• PROBLEM REQUIREMENTS:
For the data below, report how many lines contain the string "collect" and write nothing more.

(Beginning of MATERIAL FOR THIS TASK)

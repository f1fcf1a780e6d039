use anyhow::{bail, Context, Result};
use printbooth::camera::NokhwaCamera;
use printbooth::config::BoothConfig;
use printbooth::headless;
use printbooth::sizing::Viewport;
use printbooth::templates::{registry, TemplateRegistry};
use printbooth::units::px_to_cm;
use printbooth::testing::ScriptedCamera;
use std::env;
use std::path::PathBuf;

const USAGE: &str = "Usage: printbooth-cli <command> [args] [--json]

Commands:
  templates
  geometry <template> <width> <height>
  layout <template> <scale>
  compose <template> <background> <out> <photo>...
  capture <template> <out> [--background <key|#RRGGBB>] [--synthetic]";

fn main() -> Result<()> {
    printbooth::init_logging();

    let args: Vec<String> = env::args().collect();
    if args.len() < 2 {
        eprintln!("{}", USAGE);
        std::process::exit(1);
    }

    let json = args.iter().any(|a| a == "--json");
    let config = BoothConfig::load_or_default();
    if let Err(e) = config.validate() {
        bail!("invalid configuration: {}", e);
    }
    let registry = registry();

    match args[1].as_str() {
        "templates" => cmd_templates(registry, json),
        "geometry" => cmd_geometry(registry, &config, &args, json),
        "layout" => cmd_layout(registry, &args, json),
        "compose" => cmd_compose(registry, &config, &args, json),
        "capture" => cmd_capture(registry, &config, &args, json),
        other => {
            eprintln!("Unknown command: {}\n{}", other, USAGE);
            std::process::exit(1);
        }
    }
}

/// Positional arguments after the command, flags and their values removed.
fn positional(args: &[String]) -> Vec<&str> {
    let mut out = Vec::new();
    let mut i = 2;
    while i < args.len() {
        match args[i].as_str() {
            "--json" | "--synthetic" => {}
            "--background" => i += 1,
            other => out.push(other),
        }
        i += 1;
    }
    out
}

fn flag_value<'a>(args: &'a [String], flag: &str) -> Option<&'a str> {
    args.iter()
        .position(|a| a == flag)
        .and_then(|i| args.get(i + 1))
        .map(String::as_str)
}

fn cmd_templates(registry: &TemplateRegistry, json: bool) -> Result<()> {
    if json {
        println!("{}", serde_json::to_string(registry.list())?);
    } else {
        for t in registry.list() {
            println!("{:<12} {:<18} {}", t.id, t.name, t.dimensions_label());
        }
    }
    Ok(())
}

fn cmd_geometry(
    registry: &TemplateRegistry,
    config: &BoothConfig,
    args: &[String],
    json: bool,
) -> Result<()> {
    let pos = positional(args);
    let [template_id, width, height] = pos[..] else {
        bail!("Usage: printbooth-cli geometry <template> <width> <height>");
    };
    let viewport = Viewport::new(
        width.parse().context("width must be a number")?,
        height.parse().context("height must be a number")?,
    );

    let g = headless::geometry(registry, config, template_id, viewport)?;
    if json {
        println!("{}", serde_json::to_string(&g)?);
    } else {
        println!(
            "{}: {:.1}x{:.1} px (scale {:.4}, print {:.2}x{:.2}, budget {:.1}x{:.1})",
            template_id,
            g.display_width,
            g.display_height,
            g.scale,
            g.print_width,
            g.print_height,
            g.max_width,
            g.max_height
        );
    }
    Ok(())
}

fn cmd_layout(registry: &TemplateRegistry, args: &[String], json: bool) -> Result<()> {
    let pos = positional(args);
    let [template_id, scale] = pos[..] else {
        bail!("Usage: printbooth-cli layout <template> <scale>");
    };
    let scale: f64 = scale.parse().context("scale must be a number")?;

    let placements = headless::layout(registry, template_id, scale)?;
    if json {
        println!("{}", serde_json::to_string(&placements)?);
    } else {
        for p in placements {
            println!(
                "{:<14} x={:>8.2} y={:>8.2} w={:>8.2} h={:>8.2}  ({:.2}cm x {:.2}cm)",
                p.role.to_string(),
                p.x,
                p.y,
                p.width,
                p.height,
                px_to_cm(p.width / scale),
                px_to_cm(p.height / scale)
            );
        }
    }
    Ok(())
}

fn cmd_compose(
    registry: &TemplateRegistry,
    config: &BoothConfig,
    args: &[String],
    json: bool,
) -> Result<()> {
    let pos = positional(args);
    let [template_id, background, out, photos @ ..] = &pos[..] else {
        bail!("Usage: printbooth-cli compose <template> <background> <out> <photo>...");
    };
    let photo_uris = photos.iter().map(|p| p.to_string()).collect();

    let report = headless::compose(
        registry,
        config,
        template_id,
        background,
        photo_uris,
        &PathBuf::from(out),
    )?;
    print_report(&report, json)
}

fn cmd_capture(
    registry: &TemplateRegistry,
    config: &BoothConfig,
    args: &[String],
    json: bool,
) -> Result<()> {
    let pos = positional(args);
    let [template_id, out] = pos[..] else {
        bail!("Usage: printbooth-cli capture <template> <out> [--background <key|#RRGGBB>] [--synthetic]");
    };
    let background = flag_value(args, "--background").unwrap_or("blue");
    let synthetic = args.iter().any(|a| a == "--synthetic");

    let runtime = tokio::runtime::Runtime::new()?;
    let photo_uris = runtime.block_on(async {
        if synthetic {
            let scratch = env::temp_dir().join("printbooth").join("synthetic");
            headless::capture(registry, config, template_id, ScriptedCamera::new(scratch)).await
        } else {
            let camera =
                NokhwaCamera::new(config.capture.device_index, config.storage.jpeg_quality);
            headless::capture(registry, config, template_id, camera).await
        }
    })?;

    let report = headless::compose(
        registry,
        config,
        template_id,
        background,
        photo_uris,
        &PathBuf::from(out),
    )?;
    print_report(&report, json)
}

fn print_report(report: &headless::ComposeReport, json: bool) -> Result<()> {
    if json {
        println!("{}", serde_json::to_string(report)?);
    } else {
        println!(
            "{} composed at {}x{} -> {}",
            report.template_id,
            report.width,
            report.height,
            report.path.display()
        );
    }
    Ok(())
}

(End of MATERIAL FOR THIS TASK)

• TASK RESULT:
2